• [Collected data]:
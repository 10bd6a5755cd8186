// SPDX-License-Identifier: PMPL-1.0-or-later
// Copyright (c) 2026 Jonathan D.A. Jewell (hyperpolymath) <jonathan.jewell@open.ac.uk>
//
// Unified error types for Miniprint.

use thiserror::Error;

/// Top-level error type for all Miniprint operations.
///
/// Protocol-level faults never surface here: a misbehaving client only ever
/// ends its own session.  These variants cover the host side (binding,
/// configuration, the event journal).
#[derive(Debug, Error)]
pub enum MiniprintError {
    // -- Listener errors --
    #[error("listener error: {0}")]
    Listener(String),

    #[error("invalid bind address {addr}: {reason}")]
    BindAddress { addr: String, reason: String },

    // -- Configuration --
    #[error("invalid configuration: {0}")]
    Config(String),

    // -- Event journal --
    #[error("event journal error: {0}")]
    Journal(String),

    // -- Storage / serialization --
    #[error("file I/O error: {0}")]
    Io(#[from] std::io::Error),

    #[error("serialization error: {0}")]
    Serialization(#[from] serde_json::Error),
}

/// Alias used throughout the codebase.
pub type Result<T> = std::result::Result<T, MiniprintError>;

• [YOUR OBJECTIVE]:
Determine how many lines in the records include the string "from". Only that number should be given.

• [REPLY]:
2